Tobias Mølgaard

Personal information
- Full name: Tobias Mølgaard Henriksen
- Date of birth: 22 July 1996 (age 29)
- Place of birth: Gudum, Denmark
- Position: Right-back

Team information
- Current team: AGF
- Number: 14

Youth career
- 2001–2005: Gudum IF
- 2005–2009: Lemvig GF
- 2010–2011: Holstebro
- 2011–2014: Thisted

Senior career*
- Years: Team / Apps / (Gls)
- 2014–2018: Thisted / 44 / (1)
- 2018–2022: Vejle / 89 / (2)
- 2022–: AGF / 68 / (1)

= Tobias Mølgaard =

Danish footballer (born 1996)

Tobias Mølgaard Henriksen (born 22 July 1996) is a Danish professional footballer who plays as a right-back for Danish Superliga club AGF.

==Career==
===Thisted===
Mølgaard was born in Gudum, Lemvig Municipality, Denmark.
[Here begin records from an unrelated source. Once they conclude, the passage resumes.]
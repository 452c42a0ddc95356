// src/drafts.rs
//
// "Save draft" runs when the user navigates away from a dirty form. The save
// gets a fixed time budget and always reports back, so the caller can decide
// whether to leave the page.

use std::fmt::Display;
use std::future::Future;
use std::time::Duration;

use serde::Serialize;

#[derive(Debug, Clone, PartialEq, Serialize)]
pub struct DraftOutcome {
    pub saved: bool,
    #[serde(rename = "timedOut")]
    pub timed_out: bool,
    #[serde(skip_serializing_if = "Option::is_none")]
    pub error: Option<String>,
}

pub async fn save_with_deadline<F, T, E>(save: F, budget: Duration) -> DraftOutcome
where
    F: Future<Output = Result<T, E>>,
    E: Display,
{
    match tokio::time::timeout(budget, save).await {
        Ok(Ok(_)) => DraftOutcome { saved: true, timed_out: false, error: None },
        Ok(Err(e)) => {
            tracing::warn!(error = %e, "draft save failed");
            DraftOutcome { saved: false, timed_out: false, error: Some(e.to_string()) }
        }
        Err(_) => {
            tracing::warn!(budget_ms = budget.as_millis() as u64, "draft save timed out");
            DraftOutcome {
                saved: false,
                timed_out: true,
                error: Some(format!("tempo limite de {} ms excedido", budget.as_millis())),
            }
        }
    }
}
As a youth, he started playing football for local clubs Gudum IF, Lemvig GF and Holstebro Boldklub, before joining the Thisted FC youth academy. He made his senior debut on the last matchday of the 2013–14 Danish 2nd Divisions season under head coach Christian Flindt Bjerg. In September 2014, he signed a two-year contract extension with the club.

===Vejle===
On 4 January 2018, it was announced that Vejle Boldklub had signed a two-and-a-half-year with Mølgaard starting from 1 July 2018, after he had made his breakthrough for the Thisted first team. In May 2019, he extended his contract with Vejle until 2022.

===AGF===
On 13 June 2022, Danish Superliga club AGF announced they had reached a deal to sign Mølgaard from Vejle on a three-year contract. In 2026 he won the Danish Championship with the club, the first in 40 years.